Six people three adults and three children were treated for throat irritation at the Middletown Regional Hospital before being released, said Trenton Fire Chief Jim Mulligan.
Hazardous-materials (Hazmat) teams from Middletown and Hamilton were called in after fire officials interviewed the Richard Bunger family and couldn't find the source of the vapors, Chief Mulligan said. Madison Township firefighters also assisted.
Hazmat teams searched the apartment twice before finding the hand-held pepper spray device, which Mr. Bunger recently bought for his wife, he said.
The safety on the device was apparently left open and was set off when someone in the family put a pizza box on it before it fell behind a stereo.

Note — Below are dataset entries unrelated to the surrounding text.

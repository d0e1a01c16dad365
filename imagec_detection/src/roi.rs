//! One detected object: geometry, classification, intensity and
//! validity.

use crate::contour;
use enumset::EnumSet;
use imagec_core::{
	settings::ObjectFilterSettings,
	types::{ChannelIndex, MeasureChannel, MeasureChannelId, ObjectValidity, Point, Rect},
};
use imagec_image::{Mask, Raster};
use std::collections::BTreeMap;

/// Min/avg/max of the original pixels under a mask.
#[derive(Debug, Clone, Copy, PartialEq, Default)]
pub struct IntensityStats {
	pub avg: f64,
	pub min: u16,
	pub max: u16,
}

impl IntensityStats {
	fn sample(original: &Raster, bbox: &Rect, mask: &Mask) -> IntensityStats {
		let mut sum: u64 = 0;
		let mut count: u64 = 0;
		let mut min = u16::MAX;
		let mut max = 0u16;
		for y in 0..mask.height() {
			for x in 0..mask.width() {
				if !mask.get(x, y) {
					continue;
				}
				let px = bbox.x + x as i32;
				let py = bbox.y + y as i32;
				if px < 0 || py < 0 {
					continue;
				}
				let v = original.get(px as u32, py as u32);
				sum += u64::from(v);
				count += 1;
				min = min.min(v);
				max = max.max(v);
			}
		}
		if count == 0 {
			return IntensityStats::default();
		}
		IntensityStats {
			avg: sum as f64 / count as f64,
			min,
			max,
		}
	}
}

/// Dilated copy of the geometry used as collision tolerance.
#[derive(Debug, Clone)]
struct SnapArea {
	bbox: Rect,
	mask: Mask,
	contour: Vec<Point>,
}

/// A region of interest. The mask is sized as the bounding box, the
/// contour is bounding box relative and the mask is set exactly where
/// the contour interior lies.
#[derive(Debug, Clone)]
pub struct Roi {
	index: u32,
	confidence: f64,
	class_id: u32,
	channel: ChannelIndex,
	bbox: Rect,
	mask: Mask,
	contour: Vec<Point>,
	snap: Option<SnapArea>,

	area: u64,
	perimeter: f64,
	circularity: f64,
	center_of_mass: Point,

	/// Intensity statistics per sampled channel; the own channel is
	/// keyed by `ChannelIndex::None`.
	intensity: BTreeMap<ChannelIndex, IntensityStats>,
	/// Cross-channel object counts.
	counts: BTreeMap<ChannelIndex, u64>,
	validity: EnumSet<ObjectValidity>,
}

impl Roi {
	pub fn new(
		index: u32,
		confidence: f64,
		class_id: u32,
		bbox: Rect,
		mask: Mask,
		contour: Vec<Point>,
		original: &Raster,
		channel: ChannelIndex,
		filter: &ObjectFilterSettings,
	) -> Roi {
		let area = mask.count();
		let perimeter = contour::perimeter(&contour);
		let circularity = if perimeter > 0.0 {
			(4.0 * std::f64::consts::PI * area as f64 / (perimeter * perimeter)).clamp(0.0, 1.0)
		} else {
			0.0
		};
		let center_of_mass = center_of_mass(&bbox, &mask, area);

		let mut intensity = BTreeMap::new();
		intensity.insert(ChannelIndex::None, IntensityStats::sample(original, &bbox, &mask));

		let mut validity = EnumSet::empty();
		if area < filter.min_particle_size {
			validity |= ObjectValidity::TooSmall;
		}
		if area > filter.max_particle_size {
			validity |= ObjectValidity::TooBig;
		}
		if circularity < f64::from(filter.min_circularity) {
			validity |= ObjectValidity::TooLessCircularity;
		}

		let snap = (filter.snap_area_size > 0).then(|| {
			let radius = filter.snap_area_size;
			let snap_mask = mask.dilate_disc(radius);
			let snap_contour = contour::largest_contour(&snap_mask);
			SnapArea {
				bbox: Rect::new(
					bbox.x - radius as i32,
					bbox.y - radius as i32,
					bbox.width + 2 * radius,
					bbox.height + 2 * radius,
				),
				mask: snap_mask,
				contour: snap_contour,
			}
		});

		Roi {
			index,
			confidence,
			class_id,
			channel,
			bbox,
			mask,
			contour,
			snap,
			area,
			perimeter,
			circularity,
			center_of_mass,
			intensity,
			counts: BTreeMap::new(),
			validity,
		}
	}

	pub fn index(&self) -> u32 {
		self.index
	}

	pub(crate) fn set_index(&mut self, index: u32) {
		self.index = index;
	}

	pub fn confidence(&self) -> f64 {
		self.confidence
	}

	pub fn class_id(&self) -> u32 {
		self.class_id
	}

	pub fn channel(&self) -> ChannelIndex {
		self.channel
	}

	pub fn bbox(&self) -> &Rect {
		&self.bbox
	}

	pub fn mask(&self) -> &Mask {
		&self.mask
	}

	pub fn contour(&self) -> &[Point] {
		&self.contour
	}

	pub fn area(&self) -> u64 {
		self.area
	}

	pub fn perimeter(&self) -> f64 {
		self.perimeter
	}

	pub fn circularity(&self) -> f64 {
		self.circularity
	}

	pub fn center_of_mass(&self) -> Point {
		self.center_of_mass
	}

	pub fn has_snap_area(&self) -> bool {
		self.snap.is_some()
	}

	pub fn snap_bbox(&self) -> &Rect {
		self.snap.as_ref().map_or(&self.bbox, |snap| &snap.bbox)
	}

	pub fn snap_contour(&self) -> &[Point] {
		self.snap.as_ref().map_or(&self.contour, |snap| &snap.contour)
	}

	fn snap_mask(&self) -> &Mask {
		self.snap.as_ref().map_or(&self.mask, |snap| &snap.mask)
	}

	pub fn validity(&self) -> EnumSet<ObjectValidity> {
		self.validity
	}

	pub fn is_valid(&self) -> bool {
		self.validity.is_empty()
	}

	/// Validity bits are monotone: this only ever adds reasons.
	pub fn set_validity(&mut self, flag: ObjectValidity) {
		self.validity |= flag;
	}

	pub fn intensity(&self, channel: ChannelIndex) -> Option<&IntensityStats> {
		self.intensity.get(&channel)
	}

	/// Records cross-channel intensity sampled from `original`.
	pub fn measure_intensity(&mut self, channel: ChannelIndex, original: &Raster) {
		self
			.intensity
			.insert(channel, IntensityStats::sample(original, &self.bbox, &self.mask));
	}

	pub fn set_count(&mut self, channel: ChannelIndex, count: u64) {
		self.counts.insert(channel, count);
	}

	pub fn count(&self, channel: ChannelIndex) -> Option<u64> {
		self.counts.get(&channel).copied()
	}

	/// True when the bounding box touches the border of `bounds`.
	pub fn touches_edge(&self, bounds: &Rect) -> bool {
		self.bbox.x <= bounds.x
			|| self.bbox.y <= bounds.y
			|| self.bbox.right() >= bounds.right()
			|| self.bbox.bottom() >= bounds.bottom()
	}

	/// Collision test with coloc tolerance: uses the snap geometry when
	/// present. `min_ratio` is compared against the overlap relative to
	/// the smaller of the two (snap) areas.
	pub fn is_intersecting(&self, other: &Roi, min_ratio: f64) -> bool {
		let ibox = self.snap_bbox().intersection(other.snap_bbox());
		if ibox.is_empty() {
			return false;
		}
		let own = self.snap_mask();
		let theirs = other.snap_mask();
		let and = own.and_in_rect(
			(self.snap_bbox().x, self.snap_bbox().y),
			theirs,
			(other.snap_bbox().x, other.snap_bbox().y),
			&ibox,
		);
		let smaller = own.count().min(theirs.count());
		if smaller == 0 {
			return false;
		}
		and.count() as f64 / smaller as f64 >= min_ratio
	}

	/// True when the plain masks of the two ROIs share at least one
	/// pixel.
	pub fn overlaps(&self, other: &Roi) -> bool {
		let ibox = self.bbox.intersection(&other.bbox);
		if ibox.is_empty() {
			return false;
		}
		let and = self
			.mask
			.and_in_rect((self.bbox.x, self.bbox.y), &other.mask, (other.bbox.x, other.bbox.y), &ibox);
		and.count() > 0
	}

	/// The fundamental cross-channel operator: intersects the plain
	/// masks of two ROIs and, if the overlap ratio reaches
	/// `min_intersection`, emits a new ROI in `target_channel` with
	/// intensity sampled from every given original.
	pub fn calc_intersection(
		&self,
		other: &Roi,
		originals: &BTreeMap<ChannelIndex, Raster>,
		min_intersection: f64,
		target_channel: ChannelIndex,
	) -> Option<Roi> {
		let ibox = self.bbox.intersection(&other.bbox);
		if ibox.is_empty() {
			return None;
		}

		let and = self
			.mask
			.and_in_rect((self.bbox.x, self.bbox.y), &other.mask, (other.bbox.x, other.bbox.y), &ibox);
		let overlap = and.count();
		let smaller = self.area.min(other.area);
		if overlap == 0 || smaller == 0 {
			return None;
		}
		let ratio = overlap as f64 / smaller as f64;
		if ratio < min_intersection {
			return None;
		}

		let contour_in_ibox = contour::largest_contour(&and);
		if contour_in_ibox.is_empty() {
			return None;
		}
		let rel_bbox = contour::bounding_box(&contour_in_ibox);
		let bbox = Rect::new(ibox.x + rel_bbox.x, ibox.y + rel_bbox.y, rel_bbox.width, rel_bbox.height);
		let local_contour = contour::translate(&contour_in_ibox, rel_bbox.x, rel_bbox.y);
		let mask = contour::fill_contour(&local_contour, rel_bbox.width, rel_bbox.height);

		let mut roi = match originals.values().next() {
			Some(first) => Roi::new(
				0,
				ratio,
				0,
				bbox,
				mask,
				local_contour,
				first,
				target_channel,
				&ObjectFilterSettings::default(),
			),
			None => {
				let empty = Raster::new(0, 0);
				Roi::new(
					0,
					ratio,
					0,
					bbox,
					mask,
					local_contour,
					&empty,
					target_channel,
					&ObjectFilterSettings::default(),
				)
			}
		};
		for (channel, original) in originals {
			roi.measure_intensity(*channel, original);
		}
		Some(roi)
	}

	/// The object's value vector keyed by [`MeasureChannelId`]. Lists
	/// hold one element each; the layout allows cross-channel entries
	/// to carry several source samples.
	pub fn measures(&self) -> BTreeMap<MeasureChannelId, Vec<f64>> {
		let mut values = BTreeMap::new();
		let own = MeasureChannelId::own;
		values.insert(own(MeasureChannel::Confidence), vec![self.confidence]);
		values.insert(own(MeasureChannel::AreaSize), vec![self.area as f64]);
		values.insert(own(MeasureChannel::Perimeter), vec![self.perimeter]);
		values.insert(own(MeasureChannel::Circularity), vec![self.circularity]);
		values.insert(own(MeasureChannel::CenterOfMassX), vec![f64::from(self.center_of_mass.x)]);
		values.insert(own(MeasureChannel::CenterOfMassY), vec![f64::from(self.center_of_mass.y)]);
		values.insert(own(MeasureChannel::BoundingBoxWidth), vec![f64::from(self.bbox.width)]);
		values.insert(own(MeasureChannel::BoundingBoxHeight), vec![f64::from(self.bbox.height)]);

		for (channel, stats) in &self.intensity {
			if *channel == ChannelIndex::None {
				values.insert(own(MeasureChannel::IntensityAvg), vec![stats.avg]);
				values.insert(own(MeasureChannel::IntensityMin), vec![f64::from(stats.min)]);
				values.insert(own(MeasureChannel::IntensityMax), vec![f64::from(stats.max)]);
			} else {
				values.insert(
					MeasureChannelId::new(MeasureChannel::CrossChannelIntensityAvg, *channel),
					vec![stats.avg],
				);
				values.insert(
					MeasureChannelId::new(MeasureChannel::CrossChannelIntensityMin, *channel),
					vec![f64::from(stats.min)],
				);
				values.insert(
					MeasureChannelId::new(MeasureChannel::CrossChannelIntensityMax, *channel),
					vec![f64::from(stats.max)],
				);
			}
		}
		for (channel, count) in &self.counts {
			values.insert(
				MeasureChannelId::new(MeasureChannel::CrossChannelCount, *channel),
				vec![*count as f64],
			);
		}
		values
	}
}

fn center_of_mass(bbox: &Rect, mask: &Mask, area: u64) -> Point {
	if area == 0 {
		return Point::new(bbox.x, bbox.y);
	}
	let mut sum_x: i64 = 0;
	let mut sum_y: i64 = 0;
	for y in 0..mask.height() {
		for x in 0..mask.width() {
			if mask.get(x, y) {
				sum_x += i64::from(x);
				sum_y += i64::from(y);
			}
		}
	}
	Point::new(
		bbox.x + (sum_x / area as i64) as i32,
		bbox.y + (sum_y / area as i64) as i32,
	)
}

#[cfg(test)]
mod tests {
	use super::*;
	use approx::assert_relative_eq;

	fn filled_square(origin: (i32, i32), size: u32, original: &Raster, filter: &ObjectFilterSettings) -> Roi {
		let mut mask = Mask::new(size, size);
		for y in 0..size {
			for x in 0..size {
				mask.set(x, y, true);
			}
		}
		let contour = contour::largest_contour(&mask);
		Roi::new(
			0,
			0.9,
			0,
			Rect::new(origin.0, origin.1, size, size),
			mask,
			contour,
			original,
			ChannelIndex::Ch0,
			filter,
		)
	}

	fn flat_raster(value: u16) -> Raster {
		Raster::from_vec(16, 16, vec![value; 256]).unwrap()
	}

	#[test]
	fn geometry_of_a_square() {
		let original = flat_raster(500);
		let roi = filled_square((2, 3), 4, &original, &ObjectFilterSettings::default());
		assert_eq!(roi.area(), 16);
		assert!(roi.circularity() > 0.5);
		assert_eq!(roi.center_of_mass(), Point::new(3, 4));
		let stats = roi.intensity(ChannelIndex::None).unwrap();
		assert_relative_eq!(stats.avg, 500.0);
		assert_eq!((stats.min, stats.max), (500, 500));
		assert!(roi.is_valid());
	}

	#[test]
	fn single_pixel_has_zero_circularity() {
		let original = flat_raster(10);
		let mut mask = Mask::new(1, 1);
		mask.set(0, 0, true);
		let filter = ObjectFilterSettings {
			min_circularity: 0.5,
			..ObjectFilterSettings::default()
		};
		let roi = Roi::new(
			0,
			1.0,
			0,
			Rect::new(5, 5, 1, 1),
			mask,
			vec![Point::new(0, 0)],
			&original,
			ChannelIndex::Ch0,
			&filter,
		);
		assert_eq!(roi.area(), 1);
		assert_eq!(roi.perimeter(), 0.0);
		assert_eq!(roi.circularity(), 0.0);
		assert!(roi.validity().contains(ObjectValidity::TooLessCircularity));
	}

	#[test]
	fn size_filters_mark_validity() {
		let original = flat_raster(10);
		let filter = ObjectFilterSettings {
			min_particle_size: 100,
			..ObjectFilterSettings::default()
		};
		let roi = filled_square((0, 0), 4, &original, &filter);
		assert!(roi.validity().contains(ObjectValidity::TooSmall));
		assert!(!roi.is_valid());
	}

	#[test]
	fn intersection_of_overlapping_squares() {
		let original = flat_raster(100);
		let filter = ObjectFilterSettings::default();
		let a = filled_square((0, 0), 8, &original, &filter);
		let b = filled_square((4, 4), 8, &original, &filter);
		let originals = BTreeMap::from([(ChannelIndex::Ch0, original.clone())]);

		let roi = a.calc_intersection(&b, &originals, 0.1, ChannelIndex::A).unwrap();
		assert_eq!(roi.channel(), ChannelIndex::A);
		assert_eq!(roi.bbox(), &Rect::new(4, 4, 4, 4));
		assert_eq!(roi.area(), 16);
		assert_relative_eq!(roi.confidence(), 16.0 / 64.0);
		assert!(roi.intensity(ChannelIndex::Ch0).is_some());
	}

	#[test]
	fn intersection_of_disjoint_squares_is_none() {
		let original = flat_raster(100);
		let filter = ObjectFilterSettings::default();
		let a = filled_square((0, 0), 4, &original, &filter);
		let b = filled_square((10, 10), 4, &original, &filter);
		let originals = BTreeMap::new();
		assert!(a.calc_intersection(&b, &originals, 0.1, ChannelIndex::A).is_none());
	}

	#[test]
	fn intersection_below_ratio_is_none() {
		let original = flat_raster(100);
		let filter = ObjectFilterSettings::default();
		let a = filled_square((0, 0), 8, &original, &filter);
		let b = filled_square((7, 7), 8, &original, &filter);
		let originals = BTreeMap::new();
		// 1 px overlap over min area 64 = ratio ~0.016
		assert!(a.calc_intersection(&b, &originals, 0.5, ChannelIndex::A).is_none());
	}

	#[test]
	fn snap_area_extends_collision() {
		let original = flat_raster(100);
		let snap_filter = ObjectFilterSettings {
			snap_area_size: 3,
			..ObjectFilterSettings::default()
		};
		let a = filled_square((0, 0), 4, &original, &snap_filter);
		let b = filled_square((5, 0), 4, &original, &snap_filter);
		// Plain masks are 1 px apart, snap areas overlap.
		assert!(a.has_snap_area());
		assert!(a.is_intersecting(&b, 0.01));

		let no_snap = ObjectFilterSettings::default();
		let c = filled_square((0, 0), 4, &original, &no_snap);
		let d = filled_square((5, 0), 4, &original, &no_snap);
		assert!(!c.is_intersecting(&d, 0.01));
	}

	#[test]
	fn measures_contain_core_columns() {
		let original = flat_raster(300);
		let mut roi = filled_square((1, 1), 4, &original, &ObjectFilterSettings::default());
		roi.set_count(ChannelIndex::Ch4, 3);
		let values = roi.measures();
		assert_eq!(values[&MeasureChannelId::own(MeasureChannel::AreaSize)], vec![16.0]);
		assert_eq!(
			values[&MeasureChannelId::new(MeasureChannel::CrossChannelCount, ChannelIndex::Ch4)],
			vec![3.0]
		);
		assert_eq!(values[&MeasureChannelId::own(MeasureChannel::IntensityMin)], vec![300.0]);
	}

	#[test]
	fn edge_detection_against_bounds() {
		let original = flat_raster(1);
		let roi = filled_square((0, 3), 4, &original, &ObjectFilterSettings::default());
		assert!(roi.touches_edge(&Rect::new(0, 0, 16, 16)));
		let inner = filled_square((5, 5), 4, &original, &ObjectFilterSettings::default());
		assert!(!inner.touches_edge(&Rect::new(0, 0, 16, 16)));
	}
}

All of a sudden it just hit the whole family, Chief Mulligan said. I guess it didn't come across their minds about that (pepper spray) container at all. Then we found the container and they said, "Oh yeah.' That would have saved us a lot of trouble.
Residents were allowed back in the building about 1:30 a.m. Sunday after the apartments had been ventilated, Chief Mulligan said.
Mr. Bunger, 30, his wife, Martha, 23, and their 2-year-old daughter were taken to the hospital. Mr. Bunger's sister, Wilma Hamons, 34, and her two children, ages 8 and 9, also were treated at the hospital, Chief Mulligan said.
Fire officials declared the area a hot zone and were wearing protective suits until they figured out what was causing the fumes.
It just had us puzzled there, said Chief Mulligan.